Just over ten years ago, on October 17, 2005, the Bankruptcy Abuse and Consumer Protection Act became law, and amended the federal bankruptcy requirements in many fundamental ways. Folks still call us up and ask about the changes and what the differences are.
What was the New Bankruptcy Law Supposed to Do?
Well, as the name suggests, it was designed to prevent abuse of the bankruptcy laws and procedures. Some folks, mostly those tied to the banks who issued credit cards, felt that it was too easy to file for personal bankruptcy, and that consumers were not learning how to prevent their debts from going out of control.
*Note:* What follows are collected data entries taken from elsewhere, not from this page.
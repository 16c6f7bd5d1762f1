//! Verify request building and payload shaping against JSON test vectors
//! stored in `test-vectors/`.
//!
//! Comparing parsed JSON (not raw strings) avoids false negatives from
//! field-ordering differences. View comparisons check only the keys a vector
//! lists, so new fields on the view types don't break old vectors.

use backoffice_core::client::{decode_payload, resolve_error_message};
use backoffice_core::http::canonical_reason;
use backoffice_core::resources::discounts::{DiscountDraft, DiscountPayload, DiscountStatus, DiscountType};
use backoffice_core::testing::{scripted_client, ScriptedTransport};
use backoffice_core::{
    ApiClient, ClientConfig, HttpMethod, HttpResponse, MultipartForm, RequestBody, SessionContext,
};
use serde_json::Value;
use std::sync::Arc;

/// Parse the method string from test vectors into `HttpMethod`.
fn parse_method(s: &str) -> HttpMethod {
    match s {
        "GET" => HttpMethod::Get,
        "POST" => HttpMethod::Post,
        "PUT" => HttpMethod::Put,
        "PATCH" => HttpMethod::Patch,
        "DELETE" => HttpMethod::Delete,
        other => panic!("unknown method: {other}"),
    }
}

fn load(raw: &str) -> Value {
    serde_json::from_str(raw).unwrap()
}

/// Every key in `expected` must be present in `actual` with the same value.
fn assert_subset(actual: &Value, expected: &Value, name: &str) {
    for (key, value) in expected.as_object().unwrap() {
        assert_eq!(&actual[key], value, "{name}: field {key}");
    }
}

// ---------------------------------------------------------------------------
// Requests
// ---------------------------------------------------------------------------

#[test]
fn request_test_vectors() {
    let vectors = load(include_str!("../../test-vectors/requests.json"));
    let base_url = vectors["base_url"].as_str().unwrap();
    let client = ApiClient::new(
        ClientConfig::new(base_url),
        SessionContext::in_memory(),
        Arc::new(ScriptedTransport::new()),
    );

    for case in vectors["cases"].as_array().unwrap() {
        let name = case["name"].as_str().unwrap();
        let expected_req = &case["expected_request"];
        let body = if case["multipart"].as_bool().unwrap() {
            let mut form = MultipartForm::new();
            form.text("name", "Kaju Katli");
            Some(RequestBody::Multipart(form))
        } else {
            None
        };

        let req = client.build_request(
            parse_method(case["method"].as_str().unwrap()),
            case["endpoint"].as_str().unwrap(),
            body,
            case["token"].as_str(),
            &[],
        );
        assert_eq!(req.path, format!("{base_url}{}", expected_req["path"].as_str().unwrap()), "{name}: path");

        let expected_headers: Vec<(String, String)> = expected_req["headers"]
            .as_array()
            .unwrap()
            .iter()
            .map(|h| {
                let arr = h.as_array().unwrap();
                (arr[0].as_str().unwrap().to_string(), arr[1].as_str().unwrap().to_string())
            })
            .collect();
        assert_eq!(req.headers, expected_headers, "{name}: headers");
    }
}

// ---------------------------------------------------------------------------
// Error messages
// ---------------------------------------------------------------------------

#[test]
fn error_message_test_vectors() {
    let vectors = load(include_str!("../../test-vectors/error_messages.json"));

    for case in vectors["cases"].as_array().unwrap() {
        let name = case["name"].as_str().unwrap();
        let status = case["status"].as_u64().unwrap() as u16;
        let response = HttpResponse {
            status,
            status_text: canonical_reason(status).to_string(),
            headers: vec![(
                "content-type".to_string(),
                case["content_type"].as_str().unwrap().to_string(),
            )],
            body: case["body"].as_str().unwrap().to_string(),
        };

        let message = resolve_error_message(&decode_payload(&response), status, &response.status_text);
        if let Some(expected) = case["expected_message"].as_str() {
            assert_eq!(message, expected, "{name}: message");
        } else {
            let prefix = case["expected_prefix"].as_str().unwrap();
            assert!(message.starts_with(prefix), "{name}: {message:?} should start with {prefix:?}");
        }
    }
}

// ---------------------------------------------------------------------------
// Discounts
// ---------------------------------------------------------------------------

fn draft_from_vector(v: &Value) -> DiscountDraft {
    DiscountDraft {
        code: v["code"].as_str().unwrap().to_string(),
        title: v["title"].as_str().unwrap().to_string(),
        kind: serde_json::from_value::<DiscountType>(v["type"].clone()).unwrap(),
        value: v["value"].as_f64().unwrap(),
        min_order_amount: v["minOrderAmount"].as_f64().unwrap(),
        max_discount: v["maxDiscount"].as_f64(),
        valid_from: v["validFrom"].as_str().unwrap().to_string(),
        valid_to: v["validTo"].as_str().unwrap().to_string(),
        usage_limit: v["usageLimit"].as_u64(),
        applicable_categories: serde_json::from_value(v["applicableCategories"].clone()).unwrap(),
        status: serde_json::from_value::<DiscountStatus>(v["status"].clone()).unwrap(),
    }
}

#[test]
fn discount_to_backend_test_vectors() {
    let vectors = load(include_str!("../../test-vectors/discounts.json"));

    for case in vectors["to_backend"].as_array().unwrap() {
        let name = case["name"].as_str().unwrap();
        let payload = DiscountPayload::from_draft(&draft_from_vector(&case["draft"])).unwrap();
        assert_eq!(serde_json::to_value(&payload).unwrap(), case["expected_body"], "{name}: body");
    }
}

#[test]
fn discount_from_backend_test_vectors() {
    let vectors = load(include_str!("../../test-vectors/discounts.json"));

    for case in vectors["from_backend"].as_array().unwrap() {
        let name = case["name"].as_str().unwrap();
        let (client, transport, _) = scripted_client();
        transport.push_json(200, serde_json::json!({ "data": case["record"] }));

        let discount = client.discounts().get("any").unwrap();
        assert_subset(&serde_json::to_value(&discount).unwrap(), &case["expected_view"], name);
    }
}

// ---------------------------------------------------------------------------
// Blogs
// ---------------------------------------------------------------------------

#[test]
fn blog_normalization_test_vectors() {
    let vectors = load(include_str!("../../test-vectors/blogs.json"));

    for case in vectors["cases"].as_array().unwrap() {
        let name = case["name"].as_str().unwrap();
        let (client, transport, _) = scripted_client();
        transport.push_json(200, case["response"].clone());

        let blog = client.blogs().get("any").unwrap();
        assert_subset(&serde_json::to_value(&blog).unwrap(), &case["expected"], name);
    }
}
Unfortunately, the part of the name that indicates that consumers are being protected is somewhat of a misnomer in our experience.
What Were Some of the Changes in the New Bankruptcy Law?
There were numerous changes. One change was that now all personal bankruptcy filers must complete a credit counseling class prior to filing. While some view this as punitive, and expensive, many clients have appreciated the lessons of this class. And the price has come down significantly with competition – there are well over 100 companies that provide pre-bankruptcy certification classes over the internet and telephone.
During the course of bankruptcy, consumers are required to take a second class, or the debtor education class. This too is not difficult for most clients and the number of providers for this class is over 200.
The dreaded chapter 7 “Means Test” is usually a simple pass or fail for most folks in Massachusetts. For example, as of this writing in February 2016, for a household of one person, if your income is below $55,794, you “pass” and qualify for bankruptcy; for a couple, the household income is $69,569; and for a family of four, it’s $105,299. This has limited many potential clients; on the other hand, there are often circumstances that can be plugged into the test calculations which would allow for a “pass” with income above these median household incomes.
Another change includes certification of statements in the bankruptcy petition and schedules. Under the new law, attorneys must certify that they have reviewed the documentation of their clients that supports the facts and figures in the filing. On the one hand, this requires more work and costs the consumers more money; on the other hand, the Petitions and Schedules are likely more accurate with such scrutiny. We have published many articles about bankruptcy fraud; this is the part the new law that keeps fraud down.
Finally, rules about timing have changed. Debtors may not file for bankruptcy until 8 years have passed; it used to be 6 years.
These are just a few of the changes; you should consult with an attorney experienced in Massachusetts bankruptcy to determine your best course of action.
Are There any Statistical Indicators that We Can Point to?
The number of bankruptcies is down from just under 1.6 million in 2002, 2003, and 2004, to just 819,240 in 2015. However, the number of filings was up significantly during the recession; for example, the number was almost 1.6 million in 2010. In 2015, the number of bankruptcies filed per 1,000 persons was 2.5 which is the lowest ratio since 1989.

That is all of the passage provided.